*** Block opens ***
/// Where the installation is and how to reach its pieces.
#[derive(Debug, Clone)]
pub struct UpgradeSettings {
    pub home: PathBuf,
    /// Database URL as given by the operator; parsed once the upgrade log
    /// is open.
    pub db_url: String,
    pub credentials: Credentials,
    pub dist_root: PathBuf,
    pub product_name: String,
    pub executable_extension: String,
    pub workspace_parent: Option<PathBuf>,
    pub log_target: LogTarget,
}

impl UpgradeSettings {
    pub fn database_url(&self) -> Result<DatabaseUrl, UpgradeError> {
        DatabaseUrl::parse(&self.db_url)
    }

    pub fn live_database(&self) -> Result<PathBuf, UpgradeError> {
        Ok(self.database_url()?.live_path(&self.home))
    }

    fn swapper(&self) -> ExecutableSwapper<'_> {
        ExecutableSwapper::new(
            &self.product_name,
            &self.executable_extension,
            &self.dist_root,
            &self.home,
        )
    }
}

/// How the currently installed version is determined.
#[derive(Debug, Clone, PartialEq, Eq)]
pub enum InstalledVersion {
    Given(Version),
    /// Read from the `version` row of the live system database.
    FromDatabase,
}

impl InstalledVersion {
    pub fn resolve(&self, settings: &UpgradeSettings) -> Result<Version, UpgradeError> {
        match self {
            InstalledVersion::Given(version) => Ok(version.clone()),
            InstalledVersion::FromDatabase => ConnectionFactory::new(settings.credentials.clone())
                .read_version(&settings.live_database()?),
        }
    }
}

/// The migration material shipped with a release.
#[derive(Clone, Copy)]
pub struct UpgradeSources<'a> {
    pub resources: &'a dyn ResourceTree,
    pub copy_files: &'a [FileCopyManifest],
    pub cache_intervals: &'a [CacheInterval],
}

/// Steps of an upgrade run, in the order they are entered.
#[derive(Debug, Clone, Copy, PartialEq, Eq)]
pub enum UpgradeStep {
    Init,
    Plan,
    BackupConfirm,
    StageDb,
    CopyFiles,
    SwapExec,
    CacheConfirm,
    CommitDb,
    Done,
}

impl fmt::Display for UpgradeStep {
    fn fmt(&self, f: &mut fmt::Formatter<'_>) -> fmt::Result {
        let s = match self {
            UpgradeStep::Init => "INIT",
            UpgradeStep::Plan => "PLAN",
            UpgradeStep::BackupConfirm => "BACKUP_CONFIRM",
            UpgradeStep::StageDb => "STAGE_DB",
            UpgradeStep::CopyFiles => "COPY_FILES",
            UpgradeStep::SwapExec => "SWAP_EXEC",
            UpgradeStep::CacheConfirm => "CACHE_CONFIRM",
            UpgradeStep::CommitDb => "COMMIT_DB",
            UpgradeStep::Done => "DONE",
        };
        f.write_str(s)
    }
}

#[derive(Debug, Default)]
struct StepTracker {
    visited: Vec<UpgradeStep>,
}

impl StepTracker {
    fn enter(&mut self, step: UpgradeStep) {
        debug!("Entering step {}", step);
        self.visited.push(step);
    }

    fn current(&self) -> UpgradeStep {
        self.visited.last().copied().unwrap_or(UpgradeStep::Init)
    }
}

/// What a completed upgrade did.
#[derive(Debug)]
pub struct UpgradeReport {
    pub workspace: PathBuf,
    pub log_file: PathBuf,
    pub sql_scripts: Vec<String>,
    pub files_copied: usize,
    pub cache_advised: bool,
    pub database_committed: bool,
    pub steps: Vec<UpgradeStep>,
}

/// An aborted upgrade: the step that failed, why, and where to look.
#[derive(Debug)]
pub struct UpgradeFailure {
    pub step: UpgradeStep,
    pub error: UpgradeError,
    pub workspace: Option<PathBuf>,
    pub log_file: Option<PathBuf>,
}

impl UpgradeFailure {
    pub fn kind(&self) -> ErrorKind {
        self.error.kind()
    }
}

impl fmt::Display for UpgradeFailure {
    fn fmt(&self, f: &mut fmt::Formatter<'_>) -> fmt::Result {
        write!(f, "Upgrade aborted at {} ({}): {}", self.step, self.kind(), self.error)?;
        if let Some(workspace) = &self.workspace {
            write!(f, "\nUpgrade workspace kept at {}", workspace.display())?;
        }
        if let Some(log_file) = &self.log_file {
            write!(f, "\nRefer to {} for upgrade logs.", log_file.display())?;
        }
        Ok(())
    }
}

impl std::error::Error for UpgradeFailure {
    fn source(&self) -> Option<&(dyn std::error::Error + 'static)> {
        Some(&self.error)
    }
}

/// Runs an upgrade of one installation from its installed version to the
/// executable's version.
///
/// The live database is only written at the very end (`CommitDb`), after
/// every other step has succeeded. The executable is swapped before that, so
/// between `SwapExec` and `CommitDb` the installation must not be started.
pub struct UpgradeCoordinator<'a> {
    settings: &'a UpgradeSettings,
    sources: UpgradeSources<'a>,
}
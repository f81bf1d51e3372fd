use std::{
    fs::File,
    io::{BufReader, Read},
    path::Path,
};

use hex::encode;
use sha2::{Digest, Sha256};

use crate::error::UpgradeError;

pub struct Hash;

impl Hash {
    pub fn compute_sha2_hash(path: &Path) -> Result<String, UpgradeError> {
        let f = File::open(path).map_err(|e| UpgradeError::resource("Open", path, e))?;

        let mut reader = BufReader::new(f);
        let mut hasher = Sha256::new();
        let mut buffer = [0; 8192]; // Read in 8KB chunks

        loop {
            let bytes_read = reader.read(&mut buffer)?;
            if bytes_read == 0 {
                break;
            }
            hasher.update(&buffer[..bytes_read]);
        }

        let hash = hasher.finalize();

        Ok(encode(hash))
    }

    pub fn short_sha2(hash: &str) -> &str {
        &hash[..hash.len().min(12)]
    }
}
use std::path::PathBuf;

use clap::{Args, Parser, Subcommand};

use crate::config::UpgradeConfig;
use crate::error::UpgradeError;
use crate::logging::LogTarget;
use crate::upgrade::advisory::{BrowserCacheAdvisory, CacheInterval, CLEAR_BROWSER_CACHE};
use crate::upgrade::catalog::{
    select_applicable, DirectoryResources, EmbeddedResources, MigrationCatalog, ResourceTree,
    SYSTEM_DB_SCRIPTS,
};
use crate::upgrade::coordinator::{abort_before_start, InstalledVersion};
use crate::upgrade::database::Credentials;
use crate::upgrade::files::{FileCopyManifest, COPY_FILES};
use crate::upgrade::prompt::{Confirm, OperatorPrompt};
use crate::upgrade::{UpgradeCoordinator, UpgradeSettings, UpgradeSources};
use crate::version::{UpgradeWindow, Version};

#[derive(Parser)]
#[command(
    name = "irontest-upgrade",
    version,
    about = "Upgrades an Iron Test installation in place"
)]
pub struct Cli {
    #[command(subcommand)]
    pub command: Command,
}

#[derive(Subcommand)]
pub enum Command {
    /// Upgrade the installation to the version of this executable
    Run(InstallationArgs),

    /// Show what an upgrade would do without changing anything
    Plan(InstallationArgs),

    /// Print the effective configuration
    #[command(name = "show-config")]
    ShowConfig {
        /// Iron Test installation directory
        #[arg(long = "home")]
        home: PathBuf,
    },
}

#[derive(Args, Debug, Clone)]
pub struct InstallationArgs {
    /// Iron Test installation directory
    #[arg(long = "home")]
    pub home: PathBuf,

    /// System database URL, e.g. jdbc:h2:./database/irontest;IFEXISTS=TRUE
    #[arg(long = "db-url")]
    pub db_url: String,

    /// System database user (overrides config)
    #[arg(long = "user")]
    pub user: Option<String>,

    /// System database password (overrides config)
    #[arg(long = "password")]
    pub password: Option<String>,

    /// Installed version (default: read from the system database)
    #[arg(long = "from", value_parser = parse_version)]
    pub from: Option<Version>,

    /// Target version (default: the version of this executable)
    #[arg(long = "to", value_parser = parse_version)]
    pub to: Option<Version>,

    /// Distribution directory holding the new executable and files (overrides config)
    #[arg(long = "dist")]
    pub dist: Option<PathBuf>,

    /// Read migration resources from this directory instead of the built-in set
    #[arg(long = "resources")]
    pub resources: Option<PathBuf>,

    /// Directory in which to create the upgrade workspace (overrides config)
    #[arg(long = "workspace-parent")]
    pub workspace_parent: Option<PathBuf>,
}

fn parse_version(s: &str) -> Result<Version, String> {
    Version::parse(s).map_err(|e| e.to_string())
}

impl InstallationArgs {
    fn apply_overrides(&self, config: &mut UpgradeConfig) {
        if let Some(user) = &self.user {
            config.db_user = user.clone();
        }
        if let Some(password) = &self.password {
            config.db_password = password.clone();
        }
        if let Some(dist) = &self.dist {
            config.dist_root = dist.clone();
        }
        if let Some(parent) = &self.workspace_parent {
            config.workspace_parent = Some(parent.clone());
        }
    }

    fn resource_tree(&self) -> Box<dyn ResourceTree> {
        match &self.resources {
            Some(dir) => Box::new(DirectoryResources::new(dir)),
            None => Box::new(EmbeddedResources),
        }
    }

    fn settings(&self, config: &UpgradeConfig) -> UpgradeSettings {
        UpgradeSettings {
            home: self.home.clone(),
            db_url: self.db_url.clone(),
            credentials: Credentials {
                user: config.db_user.clone(),
                password: config.db_password.clone(),
            },
            dist_root: config.dist_root.clone(),
            product_name: config.product_name.clone(),
            executable_extension: config.executable_extension.clone(),
            workspace_parent: config.workspace_parent.clone(),
            log_target: LogTarget::ConsoleAndFile {
                level: config.log_level.clone(),
            },
        }
    }

    fn installed_version(&self) -> InstalledVersion {
        match &self.from {
            Some(version) => InstalledVersion::Given(version.clone()),
            None => InstalledVersion::FromDatabase,
        }
    }

    fn executable_version(&self) -> Result<Version, UpgradeError> {
        match &self.to {
            Some(version) => Ok(version.clone()),
            None => Version::current_executable(),
        }
    }
}

impl Cli {
    pub fn handle_command_line() -> Result<(), UpgradeError> {
        let args = Cli::parse();

        match args.command {
            Command::Run(install_args) => {
                Self::run_upgrade(&install_args, &mut OperatorPrompt::stdio())
            }
            Command::Plan(install_args) => Self::print_plan(&install_args),
            Command::ShowConfig { home } => {
                let config = UpgradeConfig::load(&home)?;
                print!("{}", config.to_display_toml()?);
                Ok(())
            }
        }
    }

    fn load_config(install_args: &InstallationArgs) -> Result<UpgradeConfig, UpgradeError> {
        let mut config = UpgradeConfig::load(&install_args.home)?;
        install_args.apply_overrides(&mut config);
        Ok(config)
    }

    fn run_upgrade(install_args: &InstallationArgs, prompt: &mut dyn Confirm) -> Result<(), UpgradeError> {
        let executable = install_args.executable_version()?;
        let config = match Self::load_config(install_args) {
            Ok(config) => config,
            Err(err) => {
                // No config means no configured log level or workspace parent
                let log_target = LogTarget::ConsoleAndFile {
                    level: UpgradeConfig::default().log_level,
                };
                let failure = abort_before_start(
                    install_args.workspace_parent.as_deref(),
                    &log_target,
                    &executable,
                    err,
                );
                return Err(failure.into());
            }
        };
        let settings = install_args.settings(&config);

        let resources = install_args.resource_tree();
        let sources = UpgradeSources {
            resources: resources.as_ref(),
            copy_files: COPY_FILES,
            cache_intervals: CLEAR_BROWSER_CACHE,
        };

        UpgradeCoordinator::new(&settings, sources)
            .run(install_args.installed_version(), executable, prompt)
            .map(|_| ())
            .map_err(UpgradeError::from)
    }

    fn print_plan(install_args: &InstallationArgs) -> Result<(), UpgradeError> {
        let config = Self::load_config(install_args)?;
        let settings = install_args.settings(&config);
        let installed = install_args.installed_version().resolve(&settings)?;
        let window = UpgradeWindow::new(installed, install_args.executable_version()?)?;

        let resources = install_args.resource_tree();
        for line in plan_lines(&window, resources.as_ref(), COPY_FILES, CLEAR_BROWSER_CACHE)? {
            println!("{}", line);
        }
        Ok(())
    }
}

/// Describes the work an upgrade across `window` would do.
fn plan_lines(
    window: &UpgradeWindow,
    resources: &dyn ResourceTree,
    copy_files: &[FileCopyManifest],
    cache_intervals: &[CacheInterval],
) -> Result<Vec<String>, UpgradeError> {
    let mut lines = vec![format!(
        "Upgrade from v{} to v{}",
        window.installed(),
        window.executable()
    )];
    if window.is_noop() {
        lines.push("Nothing to upgrade.".to_owned());
        return Ok(lines);
    }

    let scripts = MigrationCatalog::new(resources).applicable_migrations(window, &SYSTEM_DB_SCRIPTS)?;
    if scripts.is_empty() {
        lines.push("SQL scripts: none".to_owned());
    } else {
        lines.push("SQL scripts:".to_owned());
        lines.extend(scripts.iter().map(|s| format!("  {}", s.path)));
    }

    let manifests = select_applicable(copy_files, window);
    if manifests.is_empty() {
        lines.push("File copies: none".to_owned());
    } else {
        lines.push("File copies:".to_owned());
        for manifest in &manifests {
            for (source, destination) in manifest.files {
                lines.push(format!("  {} -> {}", source, destination));
            }
        }
    }

    let advised = BrowserCacheAdvisory::new(cache_intervals).needed(window);
    lines.push(format!(
        "Browser cache clear: {}",
        if advised { "required" } else { "not required" }
    ));
    Ok(lines)
}
use std::fs;
use std::path::Path;

use log::info;

use crate::error::UpgradeError;
use crate::upgrade::catalog::{select_applicable, MigrationKind, VersionStep};
use crate::version::{UpgradeWindow, Version};

/// Files shipped in the distribution that replace their counterparts in the
/// installation when crossing one version step. Paths are relative, source
/// to the distribution root and destination to the installation root.
#[derive(Debug, Clone)]
pub struct FileCopyManifest {
    pub from: Version,
    pub to: Version,
    pub files: &'static [(&'static str, &'static str)],
}

impl VersionStep for FileCopyManifest {
    fn from_version(&self) -> &Version {
        &self.from
    }

    fn to_version(&self) -> &Version {
        &self.to
    }
}

pub static COPY_FILES: &[FileCopyManifest] = &[
    FileCopyManifest {
        from: Version::new(0, 15, 0),
        to: Version::new(0, 16, 0),
        files: &[("start.bat", "start.bat"), ("start.sh", "start.sh")],
    },
    FileCopyManifest {
        from: Version::new(0, 16, 0),
        to: Version::new(0, 17, 0),
        files: &[("config.yml", "config.yml")],
    },
];

/// Copies manifest files from a distribution into an installation.
pub struct FileMigrator<'a> {
    dist_root: &'a Path,
    home: &'a Path,
}

impl<'a> FileMigrator<'a> {
    pub fn new(dist_root: &'a Path, home: &'a Path) -> Self {
        Self { dist_root, home }
    }

    /// Applies every manifest inside `window`, oldest step first, overwriting
    /// existing files. Returns the number of files copied.
    pub fn apply_manifests(
        &self,
        manifests: &[FileCopyManifest],
        window: &UpgradeWindow,
    ) -> Result<usize, UpgradeError> {
        let mut copied = 0;
        for manifest in select_applicable(manifests, window) {
            let step = format!(
                "{} {} -> {}",
                MigrationKind::FileCopyManifest,
                manifest.from,
                manifest.to
            );
            for (source, destination) in manifest.files {
                let source_path = self.dist_root.join(source);
                let target_path = self.home.join(destination);

                if !source_path.is_file() {
                    return Err(UpgradeError::migration(
                        &step,
                        format!("source file {} does not exist", source_path.display()),
                    ));
                }
                match target_path.parent() {
                    Some(parent) if parent.is_dir() => {}
                    _ => {
                        return Err(UpgradeError::migration(
                            &step,
                            format!("target folder for {} does not exist", target_path.display()),
                        ))
                    }
                }

                fs::copy(&source_path, &target_path)
                    .map_err(|e| UpgradeError::resource("Copy to", &target_path, e))?;
                info!(
                    "Copied {} to {}.",
                    source_path.display(),
                    target_path.display()
                );
                copied += 1;
            }
        }
        Ok(copied)
    }
}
*** Block closes ***
Assignment: Go through the material and select each line with the string "Some" in it.

Output:
        if let Some(workspace) = &self.workspace {
        if let Some(log_file) = &self.log_file {
        Some(&self.error)
        if let Some(user) = &self.user {
        if let Some(password) = &self.password {
        if let Some(dist) = &self.dist {
        if let Some(parent) = &self.workspace_parent {
            config.workspace_parent = Some(parent.clone());
            Some(dir) => Box::new(DirectoryResources::new(dir)),
            Some(version) => InstalledVersion::Given(version.clone()),
            Some(version) => Ok(version.clone()),
                    Some(parent) if parent.is_dir() => {}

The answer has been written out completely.